A superfície dos utensílios também pode ser afectada por modificações provenientes durante a fase de escavação, estudo e catalogação dos materiais. O contacto entre a superfície da rocha e elementos metálicos, como paquímetros ou outros instrumentos, pode provocar padrões particulares de microtraços, denominados “metal polish” – polimento metálico (Gijn 1990), os quais, mesmo após o uso de ácidos, geralmente perturbam a leitura do polimento presente. Felizmente, esses traços estão geralmente localizados e limitados ao ponto de contacto entre os dois corpos, sendo assim facilmente distinguidos.

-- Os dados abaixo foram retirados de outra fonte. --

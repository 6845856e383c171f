//! Beer search against the external catalog site.
//!
//! The site has no public API, so matching goes through its HTML search
//! page. A single query is rarely enough for Japanese craft beers, so
//! [`UntappdClient::find_beer`] runs an ordered cascade of query shapes and
//! only accepts a candidate whose brewery text survives validation.

use std::time::Duration;

use percent_encoding::{utf8_percent_encode, NON_ALPHANUMERIC};
use reqwest::Client;
use scraper::Html;

use hopdb_core::EnrichmentRules;

use crate::error::UntappdError;
use crate::html::{absolutize, element_text, selector};
use crate::normalize::clean_beer_name;
use crate::validate::brewery_matches;

pub const DEFAULT_BASE_URL: &str = "https://untappd.com";

/// Sent on every request; the site serves a bot-challenge page to the
/// default reqwest agent.
const USER_AGENT: &str = "Mozilla/5.0 (Macintosh; Intel Mac OS X 10_15_7) \
     AppleWebKit/537.36 (KHTML, like Gecko) Chrome/120.0.0.0 Safari/537.36";

/// Only the first few search results are worth validating; below that the
/// relevance drops off sharply.
const RESULTS_TO_CHECK: usize = 3;

/// Names driving one search cascade. `brewery_aliases` widens validation,
/// `brewery_page_hint` enables the brewery-scoped first attempt.
#[derive(Debug, Default)]
pub struct BeerQuery<'a> {
    pub beer_latin: Option<&'a str>,
    pub beer_native: Option<&'a str>,
    pub brewery: Option<&'a str>,
    pub brewery_aliases: &'a [String],
    pub brewery_page_hint: Option<&'a str>,
}

/// Result of a search cascade. A placeholder records the query URL so a later
/// run can tell "searched and missed" from "never searched".
#[derive(Debug, Clone, PartialEq, Eq)]
pub enum SearchOutcome {
    Match(String),
    Placeholder(String),
}

impl SearchOutcome {
    #[must_use]
    pub fn url(&self) -> &str {
        match self {
            Self::Match(url) | Self::Placeholder(url) => url,
        }
    }
}

struct SearchHit {
    href: String,
    brewery_text: String,
}

/// HTTP client for the external catalog site.
pub struct UntappdClient {
    client: Client,
    base_url: String,
}

impl UntappdClient {
    /// # Errors
    ///
    /// Returns `UntappdError::Http` if the underlying client cannot be built.
    pub fn new(timeout_secs: u64) -> Result<Self, UntappdError> {
        Self::build(DEFAULT_BASE_URL.to_string(), timeout_secs)
    }

    /// Uses `base_url` instead of the production site. Lets tests point the
    /// client at a local mock server.
    ///
    /// # Errors
    ///
    /// Returns `UntappdError::Http` if the underlying client cannot be built.
    pub fn with_base_url(base_url: String) -> Result<Self, UntappdError> {
        Self::build(base_url, 10)
    }

    fn build(base_url: String, timeout_secs: u64) -> Result<Self, UntappdError> {
        let client = Client::builder()
            .timeout(Duration::from_secs(timeout_secs))
            .user_agent(USER_AGENT)
            .build()?;
        Ok(Self {
            client,
            base_url: base_url.trim_end_matches('/').to_string(),
        })
    }

    #[must_use]
    pub fn base_url(&self) -> &str {
        &self.base_url
    }

    fn search_url(&self, query: &str) -> String {
        format!(
            "{}/search?q={}",
            self.base_url,
            utf8_percent_encode(query, NON_ALPHANUMERIC)
        )
    }

    pub(crate) async fn fetch_html(&self, url: &str) -> Result<String, UntappdError> {
        let response = self.client.get(url).send().await?;
        let status = response.status();
        if !status.is_success() {
            return Err(UntappdError::UnexpectedStatus {
                status: status.as_u16(),
                url: url.to_string(),
            });
        }
        Ok(response.text().await?)
    }

    /// Runs the search cascade for one product.
    ///
    /// Attempt order: brewery-scoped listing (when a hint URL exists), then
    /// `beer brewery`, beer alone, suffix-stripped variants with and without
    /// the brewery, and finally the native-script name (cleaned, then raw).
    /// A fetch or parse failure in one attempt logs and falls through to the
    /// next. When every attempt misses, the primary query URL comes back as
    /// a [`SearchOutcome::Placeholder`].
    pub async fn find_beer(
        &self,
        rules: &EnrichmentRules,
        query: &BeerQuery<'_>,
    ) -> SearchOutcome {
        let expected = query.brewery.unwrap_or("");
        let mut primary_query = String::new();

        if let (Some(hint), Some(beer)) = (query.brewery_page_hint, query.beer_latin) {
            tracing::info!(brewery_url = hint, beer, "brewery-scoped search");
            if let Some(url) = self.search_brewery_listing(hint, beer).await {
                return SearchOutcome::Match(url);
            }
        }

        if let Some(beer) = query.beer_latin {
            let full_query = match query.brewery {
                Some(brewery) => format!("{beer} {brewery}"),
                None => beer.to_string(),
            };
            primary_query.clone_from(&full_query);

            if let Some(url) = self
                .search_beer(&full_query, expected, query.brewery_aliases)
                .await
            {
                return SearchOutcome::Match(url);
            }

            // A bare style name like "Pale Ale" matches anything, so the
            // beer-only attempt needs a brewery to validate against.
            if query.brewery.is_some() {
                if let Some(url) = self.search_beer(beer, expected, query.brewery_aliases).await {
                    return SearchOutcome::Match(url);
                }
            }

            if let Some(stripped) = rules.strip_style_suffix(beer) {
                let stripped_query = match query.brewery {
                    Some(brewery) => format!("{stripped} {brewery}"),
                    None => stripped.clone(),
                };
                if let Some(url) = self
                    .search_beer(&stripped_query, expected, query.brewery_aliases)
                    .await
                {
                    return SearchOutcome::Match(url);
                }
                if query.brewery.is_some() {
                    if let Some(url) = self
                        .search_beer(&stripped, expected, query.brewery_aliases)
                        .await
                    {
                        return SearchOutcome::Match(url);
                    }
                }
            }
        }

        if let Some(native) = query.beer_native {
            let cleaned = clean_beer_name(native);
            if !cleaned.is_empty() && cleaned != native {
                let cleaned_query = match query.brewery {
                    Some(brewery) => format!("{cleaned} {brewery}"),
                    None => cleaned.clone(),
                };
                if let Some(url) = self
                    .search_beer(&cleaned_query, expected, query.brewery_aliases)
                    .await
                {
                    return SearchOutcome::Match(url);
                }
            }
            if let Some(url) = self
                .search_beer(native, expected, query.brewery_aliases)
                .await
            {
                return SearchOutcome::Match(url);
            }
            if primary_query.is_empty() {
                primary_query = native.to_string();
            }
        }

        let final_query = {
            let cleaned = clean_beer_name(&primary_query);
            if cleaned.is_empty() {
                primary_query
            } else {
                cleaned
            }
        };
        tracing::info!(query = %final_query, "no direct match, recording search placeholder");
        SearchOutcome::Placeholder(self.search_url(&final_query))
    }

    /// One search attempt: fetch the results page and return the first beer
    /// link among the top hits whose brewery text validates.
    async fn search_beer(
        &self,
        query: &str,
        expected_brewery: &str,
        aliases: &[String],
    ) -> Option<String> {
        let url = self.search_url(query);
        tracing::debug!(query, "searching");
        let body = match self.fetch_html(&url).await {
            Ok(body) => body,
            Err(e) => {
                tracing::warn!(query, error = %e, "search fetch failed, trying next query");
                return None;
            }
        };
        let hits = match parse_search_hits(&body) {
            Ok(hits) => hits,
            Err(e) => {
                tracing::warn!(query, error = %e, "search parse failed, trying next query");
                return None;
            }
        };
        for hit in hits {
            if brewery_matches(&hit.brewery_text, expected_brewery, aliases) {
                return Some(absolutize(&self.base_url, &hit.href));
            }
        }
        None
    }

    /// Searches within a known brewery's own beer list. The listing is
    /// already scoped, so the first beer link is taken without brewery
    /// validation.
    async fn search_brewery_listing(&self, brewery_url: &str, beer: &str) -> Option<String> {
        let url = format!(
            "{}/beer?name={}",
            brewery_url.trim_end_matches('/'),
            utf8_percent_encode(beer, NON_ALPHANUMERIC)
        );
        let body = match self.fetch_html(&url).await {
            Ok(body) => body,
            Err(e) => {
                tracing::warn!(brewery_url, error = %e, "brewery-scoped fetch failed");
                return None;
            }
        };
        match parse_search_hits(&body) {
            Ok(hits) => hits
                .into_iter()
                .next()
                .map(|hit| absolutize(&self.base_url, &hit.href)),
            Err(e) => {
                tracing::warn!(brewery_url, error = %e, "brewery-scoped parse failed");
                None
            }
        }
    }
}

/// Extracts beer links and brewery text from a results page, capped at the
/// top hits.
fn parse_search_hits(body: &str) -> Result<Vec<SearchHit>, UntappdError> {
    let item_sel = selector(".beer-item")?;
    let name_link_sel = selector(".name a")?;
    let brewery_sel = selector(".brewery")?;

    let document = Html::parse_document(body);
    let mut hits = Vec::new();
    for item in document.select(&item_sel).take(RESULTS_TO_CHECK) {
        let Some(link) = item.select(&name_link_sel).next() else {
            continue;
        };
        let Some(href) = link.value().attr("href") else {
            continue;
        };
        if !href.contains("/b/") {
            continue;
        }
        let brewery_text = item
            .select(&brewery_sel)
            .next()
            .map(element_text)
            .unwrap_or_default();
        hits.push(SearchHit {
            href: href.to_string(),
            brewery_text,
        });
    }
    Ok(hits)
}

#[cfg(test)]
#[path = "search_test.rs"]
mod tests;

O processo de limpeza do material experimental ou arqueológico é um passo imprescindível para uma clara observação das alterações físicas presentes na peça. Após a observação macroscópica à lupa binócular, a primeira etapa desta fase consiste na limpeza da peça, experimental ou arqueológica, com sabão e água. Se necessário a próxima etapa passa pela limpeza, quando presente, das áreas concrecionadas na superfície da peça, mediante a emersão da mesma numa solução de água com 5 a 10%, num período nunca superior a 1 ou 2 minutos, de ácido clorídrico. Esta prática, no caso dos exemplares arqueológicos, é problemática uma vez que podem eliminar da superfície os micro-vestígios da matéria trabalhada. Por fim, o recurso a um cotonete embebido em petróleo, já quando a peça se encontra no microscópico, elimina as gorduras provenientes das mãos do observador.